48 pues Yavé habló a Moisés:
Want Jahweh had tot Moses gezegd:
49 Solamente no contarás a la tribu de Leví, ni los censarás entre los hijos de Israel.
De stam van Levi moet ge niet monsteren en hun getal niet bij de andere Israëlieten opnemen.
50 Sino encargarás a los levitas el Tabernáculo del Testimonio, todos sus utensilios y todo lo que le pertenece. Ellos cargarán el Tabernáculo y todos sus utensilios. Lo atenderán y acamparán alrededor del Tabernáculo.
De Levieten moet ge belasten met de zorg voor de tabernakel van het Verbond, voor al zijn benodigdheden en alles, wat er toe behoort. Zij moeten de tabernakel dragen en bedienen met alles, wat er toe behoort, en zich dus rond de tabernakel legeren.

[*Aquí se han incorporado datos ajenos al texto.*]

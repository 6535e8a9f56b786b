//! Splices generated tokens back into the SQL text and drives a full
//! statement rewrite.

use std::sync::Arc;

use log::{debug, trace, warn};

use crate::{
    builder::TokenGenerateBuilder,
    config::{DatabaseType, EncryptRuleConfig, RewriteOptions},
    error::Result,
    parameter::ParameterRewriter,
    parser,
    result::ResultDecryptor,
    rule::{EncryptRule, RuleHolder},
    schema::SchemaMetaData,
    statement::StatementContext,
    token::SqlToken,
    value::SqlValue,
};

pub(crate) fn escape_sql_string(s: &str) -> String {
    s.replace('\'', "''")
}

/// Replace each token's span of `sql` with its rendering.
///
/// Tokens are applied in start order. Insertion points sort before a token
/// starting at the same offset. A token overlapping one already applied is
/// dropped.
pub fn apply_tokens(sql: &str, tokens: &[SqlToken]) -> String {
    let mut ordered: Vec<&SqlToken> = tokens.iter().collect();
    ordered.sort_by_key(|t| (t.start(), t.span().end()));

    let mut rewritten = String::with_capacity(sql.len() + 32);
    let mut cursor = 0;
    for token in ordered {
        let span = token.span();
        if span.start() < cursor || span.end() > sql.len() {
            warn!("token at {}..{} overlaps a previous rewrite, skipped", span.start(), span.end());
            continue;
        }
        rewritten.push_str(&sql[cursor..span.start()]);
        rewritten.push_str(&token.render());
        cursor = span.end();
    }
    rewritten.push_str(&sql[cursor..]);
    rewritten
}

/// Output of one rewrite: the SQL to send to the database and the
/// parameters to bind to it.
#[derive(Debug, Clone)]
pub struct RewriteResult {
    pub sql: String,
    pub parameters: Vec<SqlValue>,
    pub statement: StatementContext,
    pub tokens: Vec<SqlToken>,
    rule: Arc<EncryptRule>,
}

impl RewriteResult {
    /// Whether any token changed the statement.
    pub fn is_rewritten(&self) -> bool {
        !self.tokens.is_empty()
    }

    /// Rule snapshot the statement was rewritten with.
    pub fn rule(&self) -> &EncryptRule {
        &self.rule
    }
}

/// Rewrites logical SQL against the current encrypt rule.
///
/// The rule can be replaced at any time through [`SqlRewriter::rules`].
/// Each statement uses the snapshot taken when its rewrite started, and the
/// [`RewriteResult`] keeps that snapshot for decrypting the statement's rows.
pub struct SqlRewriter {
    rules: RuleHolder,
    schema: Arc<dyn SchemaMetaData + Send + Sync>,
    options: RewriteOptions,
}

impl SqlRewriter {
    pub fn new(
        rule: EncryptRule,
        schema: Arc<dyn SchemaMetaData + Send + Sync>,
        options: RewriteOptions,
    ) -> Self {
        Self {
            rules: RuleHolder::new(rule),
            schema,
            options,
        }
    }

    /// Build the rule from its serialized form. `query_with_cipher_column`
    /// comes from the configuration.
    pub fn from_config(
        config: EncryptRuleConfig,
        schema: Arc<dyn SchemaMetaData + Send + Sync>,
        database_type: DatabaseType,
    ) -> Result<Self> {
        let options = RewriteOptions {
            database_type,
            query_with_cipher_column: config.query_with_cipher_column,
        };
        Ok(Self::new(EncryptRule::new(config)?, schema, options))
    }

    pub fn rules(&self) -> &RuleHolder {
        &self.rules
    }

    pub fn options(&self) -> RewriteOptions {
        self.options
    }

    pub fn rewrite(&self, sql: &str) -> Result<RewriteResult> {
        self.rewrite_with_parameters(sql, &[])
    }

    pub fn rewrite_with_parameters(
        &self,
        sql: &str,
        parameters: &[SqlValue],
    ) -> Result<RewriteResult> {
        let rule = self.rules.snapshot();
        let statement = parser::parse(sql, self.options.database_type)?;

        let tokens = TokenGenerateBuilder::new(&rule, self.options.query_with_cipher_column)
            .database_type(self.options.database_type)
            .generate_sql_tokens(&statement, self.schema.as_ref())?;
        let parameters = ParameterRewriter::new(&rule).rewrite(&statement, &tokens, parameters)?;

        let rewritten = if tokens.is_empty() {
            sql.to_string()
        } else {
            apply_tokens(sql, &tokens)
        };
        if tokens.is_empty() {
            trace!("unchanged: {sql}");
        } else {
            debug!("rewrote: {sql} -> {rewritten}");
        }

        Ok(RewriteResult {
            sql: rewritten,
            parameters,
            statement,
            tokens,
            rule,
        })
    }

    /// Decrypts rows returned by the rewritten statement of `result`.
    pub fn result_decryptor<'r>(&self, result: &'r RewriteResult) -> ResultDecryptor<'r> {
        ResultDecryptor::new(&result.rule, &result.statement, &result.tokens, self.schema.as_ref())
    }
}
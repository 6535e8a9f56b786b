use sqlparser::tokenizer::Token;

use super::StatementParser;
use crate::{
    error::Result,
    statement::{
        AlterTableAction, AlterTableStatement, ColumnDefinitionSegment, CreateTableStatement,
        Identifier, Span, TableConstraintSegment, TableSegment,
    },
};

const CONSTRAINT_START: &[&str] = &[
    "CONSTRAINT", "PRIMARY", "UNIQUE", "KEY", "INDEX", "FOREIGN", "FULLTEXT", "SPATIAL", "CHECK",
    "EXCLUDE", "LIKE", "PERIOD",
];

/// Words that can follow the first word of a data type.
const TYPE_SUFFIXES: &[&str] = &["UNSIGNED", "SIGNED", "ZEROFILL", "PRECISION", "VARYING"];

const ALTER_ACTIONS: &[&str] = &[
    "ADD",
    "ALTER",
    "CHANGE",
    "DROP",
    "MODIFY",
    "RENAME",
    "ALGORITHM",
    "LOCK",
];

impl StatementParser<'_> {
    pub(super) fn peek_create_table(&self) -> bool {
        if !self.peek_keyword("CREATE") {
            return false;
        }
        let mut n = 1;
        while ["GLOBAL", "LOCAL", "TEMPORARY", "TEMP"]
            .iter()
            .any(|k| self.peek_keyword_nth(n, k))
        {
            n += 1;
        }
        self.peek_keyword_nth(n, "TABLE")
    }

    pub(super) fn parse_create_table(&mut self) -> Result<CreateTableStatement> {
        while !self.parse_keyword("TABLE") {
            self.next_token().ok_or_else(|| self.error("TABLE"))?;
        }
        self.parse_keyword_seq(&["IF", "NOT", "EXISTS"]);
        let (name, span) = self.parse_object_name()?;
        let table = TableSegment { name, alias: None, span };

        let mut column_definitions = Vec::new();
        let mut constraints = Vec::new();
        // CREATE TABLE ... AS SELECT and CREATE TABLE ... LIKE carry no definitions.
        if !self.consume_token(&Token::LParen) {
            return Ok(CreateTableStatement {
                table,
                column_definitions,
                constraints,
            });
        }

        loop {
            if self.peek_any_keyword(CONSTRAINT_START) {
                constraints.extend(self.parse_table_constraint()?);
            } else {
                column_definitions.push(self.parse_column_definition()?);
            }
            if !self.consume_token(&Token::Comma) {
                break;
            }
        }
        self.expect_token(&Token::RParen)?;

        Ok(CreateTableStatement {
            table,
            column_definitions,
            constraints,
        })
    }

    /// Table-level constraint. Only the first column list belongs to the
    /// table being defined; `REFERENCES other (...)` and CHECK expressions
    /// name no columns of it.
    fn parse_table_constraint(&mut self) -> Result<Option<TableConstraintSegment>> {
        let start = self.current_start();
        let mut check = false;
        while !self.peek_token_is(&Token::LParen) && !self.at_element_end() {
            check |= self.peek_keyword("CHECK");
            self.index += 1;
        }
        if check || !self.peek_token_is(&Token::LParen) {
            self.skip_expression(&[])?;
            return Ok(None);
        }

        self.index += 1;
        let mut columns = Vec::new();
        loop {
            columns.push(self.parse_identifier()?);
            // Prefix lengths and ordering: `col(10) DESC`.
            self.skip_expression(&[])?;
            if !self.consume_token(&Token::Comma) {
                break;
            }
        }
        self.expect_token(&Token::RParen)?;
        self.skip_expression(&[])?;

        Ok(Some(TableConstraintSegment {
            columns,
            span: Span::from_range(start, self.previous_end()),
        }))
    }

    fn at_element_end(&self) -> bool {
        self.is_statement_end()
            || self.peek_token_is(&Token::Comma)
            || self.peek_token_is(&Token::RParen)
    }

    /// `name type [attributes...]` up to the next top-level comma or the
    /// closing parenthesis of the element list.
    pub(super) fn parse_column_definition(&mut self) -> Result<ColumnDefinitionSegment> {
        let column = self.parse_identifier()?;

        let type_start = self.current_start();
        self.parse_identifier()?;
        loop {
            if self.peek_token_is(&Token::LParen) {
                self.skip_parenthesized()?;
            } else if self.peek_any_keyword(TYPE_SUFFIXES) {
                self.index += 1;
            } else if self.peek_any_keyword(&["WITH", "WITHOUT"])
                && self.peek_keyword_nth(1, "TIME")
                && self.peek_keyword_nth(2, "ZONE")
            {
                self.index += 3;
            } else if self.peek_token_is(&Token::LBracket)
                && self.peek_nth(1).is_some_and(|t| t.token == Token::RBracket)
            {
                self.index += 2;
            } else {
                break;
            }
        }
        let type_end = self.previous_end();

        let mut not_null = false;
        let mut depth = 0usize;
        while depth > 0 || !self.at_element_end() {
            if depth == 0 && self.peek_keyword("NOT") && self.peek_keyword_nth(1, "NULL") {
                not_null = true;
            }
            let Some(token) = self.next_token() else {
                break;
            };
            match token.token {
                Token::LParen => depth += 1,
                Token::RParen => depth = depth.saturating_sub(1),
                _ => {}
            }
        }
        let end = self.previous_end();

        Ok(ColumnDefinitionSegment {
            data_type: self.slice(Span::from_range(type_start, type_end)).to_string(),
            tail: self.slice(Span::from_range(type_end, end)).trim().to_string(),
            not_null,
            span: Span::from_range(column.span.start(), end),
            column,
        })
    }

    /// Everything after ALTER TABLE. Actions that do not touch columns are
    /// skipped.
    pub(super) fn parse_alter_table(&mut self) -> Result<AlterTableStatement> {
        self.parse_keyword_seq(&["IF", "EXISTS"]);
        self.parse_keyword("ONLY");
        let (name, span) = self.parse_object_name()?;
        let table = TableSegment { name, alias: None, span };

        let mut actions = Vec::new();
        while !self.is_statement_end() {
            actions.extend(self.parse_alter_action()?);
            if !self.consume_token(&Token::Comma) {
                break;
            }
        }
        Ok(AlterTableStatement { table, actions })
    }

    /// The action keywords as written, single-spaced.
    fn keyword_text(&self, from: usize) -> String {
        self.tokens[from..self.index]
            .iter()
            .map(|t| self.slice(t.span))
            .collect::<Vec<_>>()
            .join(" ")
    }

    fn parse_alter_action(&mut self) -> Result<Option<AlterTableAction>> {
        let from = self.index;
        let start = self.current_start();

        let is_add = self.peek_keyword("ADD");
        if self.parse_keyword("ADD") || self.parse_keyword("MODIFY") {
            self.parse_keyword("COLUMN");
            let keyword = self.keyword_text(from);
            if self.peek_any_keyword(CONSTRAINT_START) || self.peek_token_is(&Token::LParen) {
                self.skip_expression(&[])?;
                return Ok(None);
            }
            self.parse_keyword_seq(&["IF", "NOT", "EXISTS"]);
            let definition = self.parse_column_definition()?;
            let span = Span::from_range(start, self.previous_end());
            return Ok(Some(if is_add {
                AlterTableAction::Add { keyword, definition, span }
            } else {
                AlterTableAction::Modify { keyword, definition, span }
            }));
        }

        if self.parse_keyword("CHANGE") {
            self.parse_keyword("COLUMN");
            let keyword = self.keyword_text(from);
            let previous = self.parse_identifier()?;
            let definition = self.parse_column_definition()?;
            return Ok(Some(AlterTableAction::Change {
                keyword,
                previous,
                definition,
                span: Span::from_range(start, self.previous_end()),
            }));
        }

        if self.parse_keyword("DROP") {
            return self.parse_drop_columns().map(|columns| {
                columns.map(|columns| AlterTableAction::Drop {
                    columns,
                    span: Span::from_range(start, self.previous_end()),
                })
            });
        }

        if self.parse_keyword_seq(&["RENAME", "COLUMN"]) {
            let previous = self.parse_identifier()?;
            self.expect_keyword("TO")?;
            let next = self.parse_identifier()?;
            return Ok(Some(AlterTableAction::Rename {
                previous,
                next,
                span: Span::from_range(start, self.previous_end()),
            }));
        }

        self.skip_expression(&[])?;
        Ok(None)
    }

    /// Columns named by a DROP action: `DROP [COLUMN] a`, SQL Server's
    /// `DROP COLUMN a, b` and Oracle's `DROP (a, b)`. `None` for drops of
    /// keys, indexes and constraints.
    fn parse_drop_columns(&mut self) -> Result<Option<Vec<Identifier>>> {
        if self.consume_token(&Token::LParen) {
            let mut columns = Vec::new();
            loop {
                columns.push(self.parse_identifier()?);
                if !self.consume_token(&Token::Comma) {
                    break;
                }
            }
            self.expect_token(&Token::RParen)?;
            return Ok(Some(columns));
        }
        if self.peek_any_keyword(CONSTRAINT_START) || self.peek_keyword("PARTITION") {
            self.skip_expression(&[])?;
            return Ok(None);
        }

        self.parse_keyword("COLUMN");
        self.parse_keyword_seq(&["IF", "EXISTS"]);
        let mut columns = vec![self.parse_identifier()?];
        while self.peek_token_is(&Token::Comma)
            && matches!(self.peek_nth(1).map(|t| &t.token), Some(Token::Word(_)))
            && !ALTER_ACTIONS.iter().any(|k| self.peek_keyword_nth(1, k))
        {
            self.index += 1;
            columns.push(self.parse_identifier()?);
        }
        // CASCADE / RESTRICT
        while self.peek_any_keyword(&["CASCADE", "RESTRICT"]) {
            self.index += 1;
        }
        Ok(Some(columns))
    }
}

#[cfg(test)]
mod tests {
    use crate::{
        config::DatabaseType,
        parser::parse,
        statement::{AlterTableAction, SqlStatement},
    };

    #[test]
    fn test_oracle_drop_list() {
        let sql = "ALTER TABLE t DROP (a, b)";
        let context = parse(sql, DatabaseType::Oracle).unwrap();
        let SqlStatement::AlterTable(alter) = &context.statement else {
            panic!("not an alter table");
        };
        let AlterTableAction::Drop { columns, span } = &alter.actions[0] else {
            panic!("not a drop");
        };
        assert_eq!(columns.len(), 2);
        assert_eq!(span.slice(sql), "DROP (a, b)");
    }

    #[test]
    fn test_check_constraint_names_no_columns() {
        let context = parse(
            "CREATE TABLE t (a INT CHECK (a > 0), b INT, CONSTRAINT c CHECK (b > a), \
             FOREIGN KEY (b) REFERENCES o (id))",
            DatabaseType::MySql,
        )
        .unwrap();
        let SqlStatement::CreateTable(create) = &context.statement else {
            panic!("not a create table");
        };
        assert_eq!(create.column_definitions.len(), 2);
        assert_eq!(create.column_definitions[0].tail, "CHECK (a > 0)");
        assert_eq!(create.constraints.len(), 1);
        assert_eq!(create.constraints[0].columns[0].value, "b");
    }

    #[test]
    fn test_create_table_as_select() {
        let context = parse("CREATE TABLE t AS SELECT * FROM s", DatabaseType::MySql).unwrap();
        let SqlStatement::CreateTable(create) = &context.statement else {
            panic!("not a create table");
        };
        assert!(create.column_definitions.is_empty());
    }
}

51 Cuando el Tabernáculo tenga que trasladarse, los levitas lo desmontarán, y cuando se detenga, los levitas lo armarán. El extraño que se acerque morirá.
Wanneer de tabernakel op moet trekken, moeten de Levieten hem afbreken, en wanneer de tabernakel stil houdt, moeten de Levieten hem oprichten; zo een onbevoegde nadert, moet hij worden gedood.
52 Los hijos de Israel acamparán cada uno en su campamento junto a su estandarte, conforme a sus ejércitos.
En terwijl de Israëlieten zich volgens hun legerafdelingen in hun kampement en onder hun eigen banier moeten legeren,
53 Pero los levitas acamparán alrededor del Tabernáculo del Testimonio para que no venga la ira sobre la congregación de los hijos de Israel. Los levitas custodiarán el Tabernáculo del Testimonio.
moeten de Levieten zich rond de tabernakel van het Verbond legeren, om de gramschap van God niet te doen losbarsten tegen de gemeenschap van Israëls kinderen; de Levieten moeten dus de dienst van de tabernakel van het Verbond verrichten.
54 Y los hijos de Israel hicieron todo lo que Yavé ordenó a Moisés. Así hicieron.
De Israëlieten volbrachten alles nauwkeurig, wat Jahweh Moses bevolen had.